Vasudeo P Paralikar, Consultant Psychiatrist
19 March 2009

To the Editor:

In their comparative epidemiological study of CFS in Brazil and London, Cho and colleagues (2009) conclude that cultural differences affect only the recognition, rather than occurrence, of this condition. Although a reasonable interpretation of the epidemiological data, without complementary consideration of the cultural context, the assertion is likely to obscure some of the most salient features and clinical significance of the study. The authors note that “both population and healthcare professionals seem unfamiliar with the construct of the syndrome.” Recognition of the community and professional inattention and low priority for CFS, however, is not necessarily a failing; it may also be regarded as an updated example of Kleinman’s formulation of the category fallacy—the imposition of alien diagnostic concepts where they lack local validity. The assertion of under-recognition is incomplete without consideration of alternative formulations of the problems that in some respects resemble, but are not diagnosed, CFS. Do such conditions, such as neurasthenia in East Asia and dhat syndrome in South Asia, have characteristic patterning of distress or meaning in Brazil?
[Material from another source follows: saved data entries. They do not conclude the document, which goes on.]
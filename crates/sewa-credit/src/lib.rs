pub mod config;
pub mod error;
pub mod renters;
pub mod telemetry;
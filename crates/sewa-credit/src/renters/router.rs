use std::sync::Arc;

use axum::{
    extract::{Path, State},
    http::StatusCode,
    response::{IntoResponse, Response},
    routing::{get, post},
    Router,
};
use serde::Deserialize;
use serde_json::json;
use tracing::warn;

use super::domain::{RentalRecord, RenterId};
use super::repository::{RentalHistoryRepository, RepositoryError};
use super::service::{CreditServiceError, RenterCreditService};

/// Ad-hoc scoring payload; `history` is ordered most recent first.
#[derive(Debug, Deserialize)]
pub struct ScoreRequest {
    #[serde(default)]
    pub history: Vec<RentalRecord>,
}

/// Router builder exposing renter credit endpoints.
pub fn credit_router<R>(service: Arc<RenterCreditService<R>>) -> Router
where
    R: RentalHistoryRepository + 'static,
{
    Router::new()
        .route("/api/v1/credit-score", post(score_handler::<R>))
        .route("/api/v1/renters/credit-scores", get(portfolio_handler::<R>))
        .route(
            "/api/v1/renters/:renter_id/credit-score",
            get(renter_handler::<R>),
        )
        .with_state(service)
}

pub(crate) async fn score_handler<R>(
    State(service): State<Arc<RenterCreditService<R>>>,
    axum::Json(request): axum::Json<ScoreRequest>,
) -> Response
where
    R: RentalHistoryRepository + 'static,
{
    let score = service.score_records(&request.history);
    (StatusCode::OK, axum::Json(score)).into_response()
}

pub(crate) async fn renter_handler<R>(
    State(service): State<Arc<RenterCreditService<R>>>,
    Path(renter_id): Path<String>,
) -> Response
where
    R: RentalHistoryRepository + 'static,
{
    let id = RenterId(renter_id);
    match service.assess(&id) {
        Ok(report) => (StatusCode::OK, axum::Json(report)).into_response(),
        Err(CreditServiceError::Repository(RepositoryError::NotFound)) => {
            let payload = json!({
                "renter_id": id.0,
                "error": "renter not found",
            });
            (StatusCode::NOT_FOUND, axum::Json(payload)).into_response()
        }
        Err(other) => internal_error(other),
    }
}

pub(crate) async fn portfolio_handler<R>(
    State(service): State<Arc<RenterCreditService<R>>>,
) -> Response
where
    R: RentalHistoryRepository + 'static,
{
    match service.assess_all() {
        Ok(reports) => (StatusCode::OK, axum::Json(reports)).into_response(),
        Err(other) => internal_error(other),
    }
}

fn internal_error(error: CreditServiceError) -> Response {
    warn!(%error, "renter credit request failed");
    let payload = json!({
        "error": error.to_string(),
    });
    (StatusCode::INTERNAL_SERVER_ERROR, axum::Json(payload)).into_response()
}
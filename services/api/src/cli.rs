use crate::demo::{run_demo, run_score_report, DemoArgs, ScoreArgs};
use crate::server;
use clap::{Args, Parser, Subcommand};
use sewa_credit::error::AppError;

#[derive(Parser, Debug)]
#[command(
    name = "sewa-credit-api",
    about = "Score motorbike renters from their rental history",
    version
)]
struct Cli {
    #[command(subcommand)]
    command: Option<Command>,
}

#[derive(Subcommand, Debug)]
enum Command {
    /// Start the HTTP service (default command)
    Serve(ServeArgs),
    /// Print credit reports for renters in a rental history export
    Score(ScoreArgs),
    /// Score a built-in set of sample renters
    Demo(DemoArgs),
}

#[derive(Args, Debug, Default)]
pub(crate) struct ServeArgs {
    /// Override the configured host for the HTTP server
    #[arg(long)]
    pub(crate) host: Option<String>,
    /// Override the configured port for the HTTP server
    #[arg(long)]
    pub(crate) port: Option<u16>,
}

pub(crate) async fn run() -> Result<(), AppError> {
    let cli = Cli::parse();
    let command = cli
        .command
        .unwrap_or_else(|| Command::Serve(ServeArgs::default()));

    match command {
        Command::Serve(args) => server::run(args).await,
        Command::Score(args) => run_score_report(args),
        Command::Demo(args) => run_demo(args),
    }
}
use metrics_exporter_prometheus::PrometheusHandle;
use sewa_credit::error::AppError;
use sewa_credit::renters::{
    CreditPolicy, CreditScoreEngine, RentalHistory, RentalHistoryImporter, RentalHistoryRepository,
    RentalRecord, RenterId, RepositoryError,
};
use std::collections::BTreeMap;
use std::path::Path;
use std::sync::atomic::AtomicBool;
use std::sync::{Arc, Mutex, MutexGuard};
use tracing::info;

#[derive(Clone)]
pub(crate) struct AppState {
    pub(crate) readiness: Arc<AtomicBool>,
    pub(crate) metrics: Arc<PrometheusHandle>,
}

/// History provider backed by an imported export held in memory.
#[derive(Default, Clone)]
pub(crate) struct InMemoryHistoryRepository {
    records: Arc<Mutex<BTreeMap<RenterId, Vec<RentalRecord>>>>,
}

impl InMemoryHistoryRepository {
    pub(crate) fn insert(
        &self,
        renter_id: RenterId,
        history: Vec<RentalRecord>,
    ) -> Result<(), RepositoryError> {
        self.guard()?.insert(renter_id, history);
        Ok(())
    }

    fn guard(
        &self,
    ) -> Result<MutexGuard<'_, BTreeMap<RenterId, Vec<RentalRecord>>>, RepositoryError> {
        self.records
            .lock()
            .map_err(|_| RepositoryError::Unavailable("history store poisoned".to_string()))
    }
}

impl From<RentalHistory> for InMemoryHistoryRepository {
    fn from(history: RentalHistory) -> Self {
        Self {
            records: Arc::new(Mutex::new(history.into_inner())),
        }
    }
}

impl RentalHistoryRepository for InMemoryHistoryRepository {
    fn history(&self, renter_id: &RenterId) -> Result<Vec<RentalRecord>, RepositoryError> {
        self.guard()?
            .get(renter_id)
            .cloned()
            .ok_or(RepositoryError::NotFound)
    }

    fn renters(&self) -> Result<Vec<RenterId>, RepositoryError> {
        Ok(self.guard()?.keys().cloned().collect())
    }
}

/// Built-in policy unless a JSON policy file is configured.
pub(crate) fn load_engine(policy_path: Option<&Path>) -> Result<CreditScoreEngine, AppError> {
    let policy = match policy_path {
        Some(path) => {
            info!(path = %path.display(), "loading credit policy");
            CreditPolicy::from_path(path)?
        }
        None => CreditPolicy::default(),
    };

    Ok(CreditScoreEngine::try_new(policy)?)
}

/// Empty store unless a history export is configured.
pub(crate) fn load_repository(
    history_csv: Option<&Path>,
) -> Result<InMemoryHistoryRepository, AppError> {
    let Some(path) = history_csv else {
        return Ok(InMemoryHistoryRepository::default());
    };

    let history = RentalHistoryImporter::from_path(path)?;
    info!(
        path = %path.display(),
        renters = history.len(),
        "seeded rental history"
    );
    Ok(InMemoryHistoryRepository::from(history))
}
use serde::Serialize;

/// Qualitative band a clamped credit score falls into.
#[derive(Debug, Clone, Copy, PartialEq, Eq, PartialOrd, Ord, Hash, Serialize)]
pub enum CreditLevel {
    #[serde(rename = "Very Poor")]
    VeryPoor,
    Poor,
    Fair,
    Good,
    Excellent,
}

impl CreditLevel {
    const BANDS: [(u8, CreditLevel); 4] = [
        (85, CreditLevel::Excellent),
        (70, CreditLevel::Good),
        (50, CreditLevel::Fair),
        (30, CreditLevel::Poor),
    ];

    pub fn from_score(score: u8) -> Self {
        Self::BANDS
            .iter()
            .find(|(floor, _)| score >= *floor)
            .map(|(_, level)| *level)
            .unwrap_or(CreditLevel::VeryPoor)
    }

    pub const fn label(self) -> &'static str {
        match self {
            CreditLevel::Excellent => "Excellent",
            CreditLevel::Good => "Good",
            CreditLevel::Fair => "Fair",
            CreditLevel::Poor => "Poor",
            CreditLevel::VeryPoor => "Very Poor",
        }
    }

    pub const fn color(self) -> &'static str {
        match self {
            CreditLevel::Excellent => "#10B981",
            CreditLevel::Good => "#3B82F6",
            CreditLevel::Fair => "#F59E0B",
            CreditLevel::Poor => "#EF4444",
            CreditLevel::VeryPoor => "#7C2D12",
        }
    }

    pub const fn description(self) -> &'static str {
        match self {
            CreditLevel::Excellent => "Very trustworthy renter",
            CreditLevel::Good => "Reliable renter",
            CreditLevel::Fair => "Needs special attention",
            CreditLevel::Poor => "High risk",
            CreditLevel::VeryPoor => "Very high risk",
        }
    }
}
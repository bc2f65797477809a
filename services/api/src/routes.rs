use crate::infra::AppState;
use axum::http::{header, StatusCode};
use axum::response::IntoResponse;
use axum::Extension;
use axum::Json;
use serde_json::json;
use sewa_credit::renters::{credit_router, RentalHistoryRepository, RenterCreditService};
use std::sync::Arc;

pub(crate) fn with_credit_routes<R>(service: Arc<RenterCreditService<R>>) -> axum::Router
where
    R: RentalHistoryRepository + 'static,
{
    credit_router(service)
        .route("/health", axum::routing::get(healthcheck))
        .route("/ready", axum::routing::get(readiness_endpoint))
        .route("/metrics", axum::routing::get(metrics_endpoint))
}

pub(crate) async fn healthcheck() -> Json<serde_json::Value> {
    Json(json!({ "status": "ok" }))
}

pub(crate) async fn readiness_endpoint(Extension(state): Extension<AppState>) -> impl IntoResponse {
    let ready = state.readiness.load(std::sync::atomic::Ordering::Relaxed);
    let status = if ready {
        StatusCode::OK
    } else {
        StatusCode::SERVICE_UNAVAILABLE
    };

    let payload = if ready {
        json!({ "status": "ready" })
    } else {
        json!({ "status": "initializing" })
    };

    (status, Json(payload))
}

pub(crate) async fn metrics_endpoint(Extension(state): Extension<AppState>) -> impl IntoResponse {
    (
        StatusCode::OK,
        [(header::CONTENT_TYPE, "text/plain; version=0.0.4")],
        state.metrics.render(),
    )
}

#[cfg(test)]
mod tests {
    use super::*;
    use crate::infra::InMemoryHistoryRepository;
    use axum::body::{to_bytes, Body};
    use axum::http::Request;
    use metrics_exporter_prometheus::PrometheusBuilder;
    use sewa_credit::renters::{CreditScoreEngine, RentalRecord, RenterId};
    use std::sync::atomic::AtomicBool;
    use tower::ServiceExt;

    fn app(ready: bool) -> axum::Router {
        let repository = InMemoryHistoryRepository::default();
        repository
            .insert(
                RenterId("PNY-0001".to_string()),
                vec![RentalRecord::new("Selesai", 0, 0.0, 150_000.0); 5],
            )
            .expect("seeded");
        let service =
            Arc::new(RenterCreditService::new(Arc::new(repository), CreditScoreEngine::default()));
        let recorder = PrometheusBuilder::new().build_recorder();
        let state = AppState {
            readiness: Arc::new(AtomicBool::new(ready)),
            metrics: Arc::new(recorder.handle()),
        };

        with_credit_routes(service).layer(Extension(state))
    }

    async fn get(app: axum::Router, uri: &str) -> (StatusCode, serde_json::Value) {
        let response = app
            .oneshot(Request::get(uri).body(Body::empty()).expect("request"))
            .await
            .expect("response");
        let status = response.status();
        let bytes = to_bytes(response.into_body(), usize::MAX)
            .await
            .expect("body");
        let body = serde_json::from_slice(&bytes).unwrap_or(serde_json::Value::Null);
        (status, body)
    }

    #[tokio::test]
    async fn health_is_always_ok() {
        let (status, body) = get(app(false), "/health").await;
        assert_eq!(status, StatusCode::OK);
        assert_eq!(body["status"], "ok");
    }

    #[tokio::test]
    async fn readiness_reflects_flag() {
        let (status, body) = get(app(false), "/ready").await;
        assert_eq!(status, StatusCode::SERVICE_UNAVAILABLE);
        assert_eq!(body["status"], "initializing");

        let (status, body) = get(app(true), "/ready").await;
        assert_eq!(status, StatusCode::OK);
        assert_eq!(body["status"], "ready");
    }

    #[tokio::test]
    async fn metrics_render_as_prometheus_text() {
        let response = app(true)
            .oneshot(Request::get("/metrics").body(Body::empty()).expect("request"))
            .await
            .expect("response");
        assert_eq!(response.status(), StatusCode::OK);
        assert_eq!(
            response.headers()[header::CONTENT_TYPE],
            "text/plain; version=0.0.4"
        );
    }

    #[tokio::test]
    async fn credit_routes_are_mounted() {
        let (status, body) = get(app(true), "/api/v1/renters/PNY-0001/credit-score").await;
        assert_eq!(status, StatusCode::OK);
        assert_eq!(body["credit_score"]["score"], 100);
        assert_eq!(body["stats"]["total_rentals"], 5);

        let (status, body) = get(app(true), "/api/v1/renters/PNY-0404/credit-score").await;
        assert_eq!(status, StatusCode::NOT_FOUND);
        assert_eq!(body["renter_id"], "PNY-0404");
    }
}
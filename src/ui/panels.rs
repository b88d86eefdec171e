use eframe::egui::{self, Color32, RichText, ScrollArea, Ui};

use crate::data::model::IntRange;
use crate::state::AppState;
use crate::view::MapLayer;

// ---------------------------------------------------------------------------
// Left side panel – filter widgets
// ---------------------------------------------------------------------------

/// Render the left filter panel.
pub fn side_panel(ui: &mut Ui, state: &mut AppState) {
    ui.heading("Interactive Filters");
    ui.separator();

    let Some(dataset) = &state.dataset else {
        ui.label("No dataset loaded.");
        return;
    };

    // Clone what we need so we can mutate state inside the closures.
    let countries = dataset.countries.clone();
    let age_bounds = dataset.age_bounds;
    let credit_bounds = dataset.credit_score_bounds;

    ScrollArea::vertical()
        .auto_shrink([false, false])
        .show(ui, |ui: &mut Ui| {
            // ---- Country multi-select ----
            let header_text = format!(
                "Select Country  ({}/{})",
                state.criteria.countries.len(),
                countries.len()
            );
            egui::CollapsingHeader::new(RichText::new(header_text).strong())
                .id_salt("countries")
                .default_open(true)
                .show(ui, |ui: &mut Ui| {
                    ui.horizontal(|ui: &mut Ui| {
                        if ui.small_button("All").clicked() {
                            state.select_all_countries();
                        }
                        if ui.small_button("None").clicked() {
                            state.select_no_countries();
                        }
                    });

                    let mut toggled: Option<&String> = None;
                    for country in &countries {
                        let mut checked = state.criteria.countries.contains(country);
                        let mut text = RichText::new(country);
                        if let Some(cm) = &state.country_colors {
                            text = text.color(cm.color_for(country));
                        }
                        if ui.checkbox(&mut checked, text).changed() {
                            toggled = Some(country);
                        }
                    }
                    if let Some(country) = toggled {
                        state.toggle_country(country);
                    }
                });
            ui.separator();

            // ---- Range sliders ----
            if let Some(bounds) = age_bounds {
                ui.strong("Select Age Range");
                let range = range_sliders(ui, "age", state.criteria.age, bounds);
                state.set_age_range(range);
                ui.separator();
            }
            if let Some(bounds) = credit_bounds {
                ui.strong("Select Credit Score Range");
                let range = range_sliders(ui, "credit", state.criteria.credit_score, bounds);
                state.set_credit_range(range);
                ui.separator();
            }

            // ---- Map layers ----
            ui.strong("Map Layers");
            for layer in MapLayer::ALL {
                ui.checkbox(state.layers.flag_mut(layer), layer.title());
            }
        });
}

/// A min and a max slider over `bounds`; dragging one past the other pushes it along.
fn range_sliders(ui: &mut Ui, id: &str, current: IntRange, bounds: IntRange) -> IntRange {
    let mut min = current.min;
    let mut max = current.max;
    ui.push_id(id, |ui: &mut Ui| {
        let min_changed = ui
            .add(egui::Slider::new(&mut min, bounds.min..=bounds.max).text("min"))
            .changed();
        let max_changed = ui
            .add(egui::Slider::new(&mut max, bounds.min..=bounds.max).text("max"))
            .changed();
        if min > max {
            if min_changed {
                max = min;
            } else if max_changed {
                min = max;
            }
        }
    });
    IntRange::new(min, max)
}

// ---------------------------------------------------------------------------
// Top bar
// ---------------------------------------------------------------------------

/// Render the top menu / toolbar.
pub fn top_bar(ui: &mut Ui, state: &mut AppState) {
    egui::menu::bar(ui, |ui: &mut Ui| {
        ui.menu_button("File", |ui: &mut Ui| {
            if ui.button("Open…").clicked() {
                open_file_dialog(state);
                ui.close_menu();
            }
        });

        ui.separator();

        if let Some(ds) = &state.dataset {
            let visible = state.view.as_ref().map_or(0, |v| v.customer_count);
            ui.label(format!(
                "{} customers loaded, {} visible, {} rows dropped",
                ds.len(),
                visible,
                ds.dropped_rows
            ));
        }

        if let Some(msg) = &state.status_message {
            ui.separator();
            ui.label(RichText::new(msg).color(Color32::RED));
        }
    });
}

// ---------------------------------------------------------------------------
// File dialog
// ---------------------------------------------------------------------------

pub fn open_file_dialog(state: &mut AppState) {
    let file = rfd::FileDialog::new()
        .set_title("Open customer data")
        .add_filter("Supported files", &["csv", "json", "parquet", "pq"])
        .add_filter("CSV", &["csv"])
        .add_filter("JSON", &["json"])
        .add_filter("Parquet", &["parquet", "pq"])
        .pick_file();

    if let Some(path) = file {
        state.load_path(&path);
    }
}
If one accepts the authors’ tacit premise that the construction of CFS and related UK formulations (Encephalomyelitis and fibromyalgia) are unquestionably valid diagnoses for use everywhere, then the conclusion that CFS is neglected by professionals but no less important in the Brazilian population is valid. Accepting that premise, however, requires that we ignore the fact that CFS is neither in the ICD or DSM, and neurasthenia was rejected after consideration in the draft version of DSM-IV (Paralikar et al., 2007). Standard texts in the field of cultural psychiatry regard CFS as a North American culture-bound syndrome (Griffithet al., 2003). Earlier research by some of the same Brazilian authors alsohighlights the social determinants of essential features of chronic fatigue, rather than the categorical diagnosis of CFS (de Fatima Marinho de Souza et al., 2002).

Culturally sensitive clinical care will benefit from reconsideration of a cultural interpretations of these study data and from additional cross-cultural research. Are other diagnoses or local clinical and cultural formulations used to manage and treat such patients locally? Are other non-medical sources of help and social interventions given higher priority by patients and communities in Brazil? Findings of Karasz and McKinley (2007) showing the tendency of North Americans to ‘medicalize’, and South Asians to ‘socialize’ similar clinical vignettes recommend consideration of that point. Among patients studied by Cho et al., one might also ask whether higher rates of associated common mental disorders suggest these psychiatric conditions are more likely to be the focus of treatment. The emphasis on under-recognition of CFS is likely to prove less important for community mental health and culturally sensitive care than questions of how such clinical patterns are understood in the population and explained by professionals.

References

Cho HJ, Menezes PR, Hotopf M, Bhugra D, Wessely S. (2009). Comparative epidemiology of chronic fatigue syndrome in Brazilian and British primary care: prevalence and recognition. The British Journal of Psychiatry 194, 117–122. doi: 10.1192/bjp.bp.108.051813

Kleinman, A. (1977). Depression, somatization, and the new cross-cultural psychiatry. Social Science & Medicine, 11, 3-10.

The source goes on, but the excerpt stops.